* What you need to do *
From the listing below, copy only the lines running from the line that contains "pub fn is_enabled(&self)" to the line that contains "is heading for.", both included.

* Extracted data *
——————

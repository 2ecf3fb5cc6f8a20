//! Per-actuator motion state machine.
//!
//! An [`Actuator`] separates *intent* (what the last command asked for) from
//! *realisation* (what the output is driven to right now). Commands only
//! change intent; [`Actuator::update`] moves the realised speed one step per
//! tick toward the target, either with the bounded slew or along a timed
//! [`Ramp`].
//!
//! # Invariants
//!
//! - Without a ramp, `current_speed` changes by at most `step` per update
//! - With a ramp, `current_speed` follows the ramp's linear interpolation
//! - Direction only changes while `current_speed == 0`; a direction change
//!   requested while moving decelerates to 0, flips, and re-accelerates to
//!   the saved speed
//!
//! # Example
//!
//! ```rust
//! use room_fx::{Actuator, Command, Direction};
//! use room_fx::hal::MockSink;
//!
//! let mut sink = MockSink::new();
//! let mut motor = Actuator::new("motor1", 0, 5);
//!
//! motor.apply(Command::TurnOn { speed: 20, direction: Direction::Right, ramp_ms: 0 }, 0, &mut sink);
//! for tick in 1..=4 {
//!     motor.update(tick * 20, &mut sink);
//! }
//!
//! assert_eq!(motor.current_speed(), 20);
//! assert_eq!(sink.last_output(0), Some((20, Direction::Right)));
//! ```

use log::{debug, info, warn};

use crate::commands::Command;
use crate::config::{short_string, ShortString};
use crate::error::Error;
use crate::ramp::Ramp;
use crate::traits::{ChannelId, Direction, OutputSink};

/// What an actuator did with a command.
#[derive(Clone, Copy, Debug, PartialEq, Eq)]
pub enum Outcome {
    /// Intent updated; the output follows on the next updates.
    Applied,
    /// Accepted, but waits for a deceleration to 0 before the new direction applies.
    Deferred,
    /// Dropped because the actuator is disabled.
    Ignored,
}

/// Observable motion phase, derived from the actuator state.
#[derive(Clone, Copy, Debug, PartialEq, Eq)]
pub enum Phase {
    /// At rest with the given direction latched (`Stopped` once disabled).
    Stopped(Direction),
    /// Moving (or slewing) with the realised speed.
    Running(Direction, u8),
    /// Decelerating toward 0 before switching to `pending`.
    Reversing {
        /// Direction that applies once speed reaches 0.
        pending: Direction,
        /// Speed restored after the flip.
        saved_speed: u8,
    },
    /// Following a timed ramp.
    Ramping {
        /// Ramp end speed.
        target: u8,
        /// Speed when the ramp started.
        start_speed: u8,
        /// Ramp start timestamp.
        start_ms: u64,
        /// Ramp length.
        duration_ms: u32,
    },
}

/// Levels last written to the output sink.
#[derive(Clone, Copy, Debug, PartialEq, Eq)]
pub struct Output {
    /// Enable line.
    pub enabled: bool,
    /// Duty cycle in percent.
    pub duty: u8,
    /// Driven leg.
    pub direction: Direction,
}

/// One named actuator bound to an output channel.
#[derive(Clone, Debug)]
pub struct Actuator {
    name: ShortString,
    channel: ChannelId,
    step: u8,
    enabled: bool,
    direction: Direction,
    current_speed: u8,
    target_speed: u8,
    pending_direction: Option<Direction>,
    saved_speed: u8,
    ramp: Option<Ramp>,
    rendered: Option<Output>,
}

impl Actuator {
    /// Create a disabled, stopped actuator.
    ///
    /// `step` is the slew limit per update (at least 1).
    pub fn new(name: &str, channel: ChannelId, step: u8) -> Self {
        Self {
            name: short_string(name),
            channel,
            step: step.max(1),
            enabled: false,
            direction: Direction::Stopped,
            current_speed: 0,
            target_speed: 0,
            pending_direction: None,
            saved_speed: 0,
            ramp: None,
            rendered: None,
        }
    }

    /// Apply a command to the actuator's intent and re-render the output.
    pub fn apply<S: OutputSink>(&mut self, cmd: Command, now_ms: u64, sink: &mut S) -> Outcome {
        let outcome = match cmd {
            Command::TurnOn {
                speed,
                direction,
                ramp_ms,
            } => self.turn_on(speed.min(100), direction, ramp_ms, now_ms),
            Command::TurnOff => self.turn_off(),
            Command::SetSpeed(speed) => self.set_speed(speed.min(100)),
            Command::SetDirection(direction) => self.set_direction(direction),
            Command::EmergencyStop => {
                self.force_off(sink);
                return Outcome::Applied;
            }
        };

        match outcome {
            Outcome::Ignored => debug!("{}: {} ignored, not enabled", self.name, cmd.name()),
            _ => info!(
                "{}: {} -> target {}% {}",
                self.name,
                cmd.name(),
                self.target_speed,
                self.pending_direction.unwrap_or(self.direction).code()
            ),
        }
        self.render(sink, false);
        outcome
    }

    fn turn_on(&mut self, speed: u8, direction: Direction, ramp_ms: u32, now_ms: u64) -> Outcome {
        self.enabled = true;

        if self.current_speed > 0 && direction != self.direction {
            // Ramp is dropped; the flip always uses the standard slew.
            self.pending_direction = Some(direction);
            self.saved_speed = speed;
            self.target_speed = 0;
            self.ramp = None;
            return Outcome::Deferred;
        }

        self.pending_direction = None;
        self.direction = direction;
        self.target_speed = speed;
        self.ramp = (ramp_ms > 0).then(|| Ramp::new(now_ms, ramp_ms, self.current_speed, speed));
        Outcome::Applied
    }

    fn turn_off(&mut self) -> Outcome {
        self.enabled = false;
        self.target_speed = 0;
        self.ramp = None;
        self.pending_direction = None;
        if self.current_speed == 0 {
            self.direction = Direction::Stopped;
        }
        Outcome::Applied
    }

    fn set_speed(&mut self, speed: u8) -> Outcome {
        if !self.enabled {
            return Outcome::Ignored;
        }
        if self.pending_direction.is_some() {
            self.saved_speed = speed;
            return Outcome::Deferred;
        }
        self.target_speed = speed;
        self.ramp = None;
        Outcome::Applied
    }

    fn set_direction(&mut self, direction: Direction) -> Outcome {
        if !self.enabled {
            return Outcome::Ignored;
        }

        if self.pending_direction.is_some() {
            if direction == self.direction {
                self.pending_direction = None;
                self.target_speed = self.saved_speed;
                return Outcome::Applied;
            }
            self.pending_direction = Some(direction);
            return Outcome::Deferred;
        }

        if self.current_speed == 0 {
            self.direction = direction;
            return Outcome::Applied;
        }
        if direction == self.direction {
            return Outcome::Applied;
        }

        self.saved_speed = self.ramp.map_or(self.target_speed, |r| r.target);
        self.pending_direction = Some(direction);
        self.target_speed = 0;
        self.ramp = None;
        Outcome::Deferred
    }

    /// Advance one tick: ramp or slew toward the target, then complete a
    /// pending reversal once speed is 0.
    pub fn update<S: OutputSink>(&mut self, now_ms: u64, sink: &mut S) {
        if let Some(ramp) = self.ramp {
            let (speed, done) = ramp.value_at(now_ms);
            self.current_speed = speed;
            if done {
                self.ramp = None;
            }
        } else if self.current_speed < self.target_speed {
            self.current_speed = self
                .current_speed
                .saturating_add(self.step)
                .min(self.target_speed);
        } else if self.current_speed > self.target_speed {
            self.current_speed = self
                .current_speed
                .saturating_sub(self.step)
                .max(self.target_speed);
        }

        if self.current_speed == 0 {
            if let Some(direction) = self.pending_direction.take() {
                info!("{}: direction now {}", self.name, direction.code());
                self.direction = direction;
                self.target_speed = self.saved_speed;
            } else if !self.enabled {
                self.direction = Direction::Stopped;
            }
        }

        self.render(sink, false);
    }

    /// Immediate hard stop: speed 0, disabled, direction `Stopped`.
    ///
    /// Always writes the output, even if the last render already matched.
    pub fn force_off<S: OutputSink>(&mut self, sink: &mut S) {
        self.enabled = false;
        self.current_speed = 0;
        self.target_speed = 0;
        self.saved_speed = 0;
        self.pending_direction = None;
        self.ramp = None;
        self.direction = Direction::Stopped;
        self.render(sink, true);
    }

    /// Levels the output should be at right now.
    pub fn output(&self) -> Output {
        Output {
            enabled: self.enabled || self.current_speed > 0,
            duty: self.current_speed,
            direction: self.direction,
        }
    }

    fn render<S: OutputSink>(&mut self, sink: &mut S, force: bool) {
        let out = self.output();
        if !force && self.rendered == Some(out) {
            return;
        }
        if let Err(e) = self.write(sink, out) {
            warn!("{}: {}", self.name, e);
        }
        // State is kept even if the write failed; the next change retries.
        self.rendered = Some(out);
    }

    fn write<S: OutputSink>(&self, sink: &mut S, out: Output) -> Result<(), Error> {
        let fault = |_| Error::Hardware {
            channel: self.channel,
        };
        if out.enabled {
            sink.enable_channel(self.channel, true).map_err(fault)?;
            sink.set_output(self.channel, out.duty, out.direction)
                .map_err(fault)
        } else {
            sink.set_output(self.channel, out.duty, out.direction)
                .map_err(fault)?;
            sink.enable_channel(self.channel, false).map_err(fault)
        }
    }

    /// Current motion phase.
    pub fn phase(&self) -> Phase {
        if let Some(pending) = self.pending_direction {
            Phase::Reversing {
                pending,
                saved_speed: self.saved_speed,
            }
        } else if let Some(r) = self.ramp {
            Phase::Ramping {
                target: r.target,
                start_speed: r.start_speed,
                start_ms: r.start_ms,
                duration_ms: r.duration_ms,
            }
        } else if self.current_speed == 0 && self.target_speed == 0 {
            Phase::Stopped(self.direction)
        } else {
            Phase::Running(self.direction, self.current_speed)
        }
    }

    /// Actuator name (topic suffix).
    pub fn name(&self) -> &str {
        self.name.as_str()
    }

    /// Output channel this actuator drives.
    pub fn channel(&self) -> ChannelId {
        self.channel
    }

    /// Whether the last command left the actuator enabled.
    pub fn is_enabled(&self) -> bool {
        self.enabled
    }

    /// Current (latched) direction.
    pub fn direction(&self) -> Direction {
        self.direction
    }

    /// Realised speed.
    pub fn current_speed(&self) -> u8 {
        self.current_speed
    }

    /// Speed the actuator is heading for.
    pub fn target_speed(&self) -> u8 {
        self.target_speed
    }

    /// Direction waiting for the deceleration to finish, if any.
    pub fn pending_direction(&self) -> Option<Direction> {
        self.pending_direction
    }

    /// True when nothing is moving and nothing is about to.
    pub fn is_idle(&self) -> bool {
        self.current_speed == 0 && self.target_speed == 0 && self.pending_direction.is_none()
    }
}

——————

* Answer below *
    pub fn is_enabled(&self) -> bool {
        self.enabled
    }

    /// Current (latched) direction.
    pub fn direction(&self) -> Direction {
        self.direction
    }

    /// Realised speed.
    pub fn current_speed(&self) -> u8 {
        self.current_speed
    }

    /// Speed the actuator is heading for.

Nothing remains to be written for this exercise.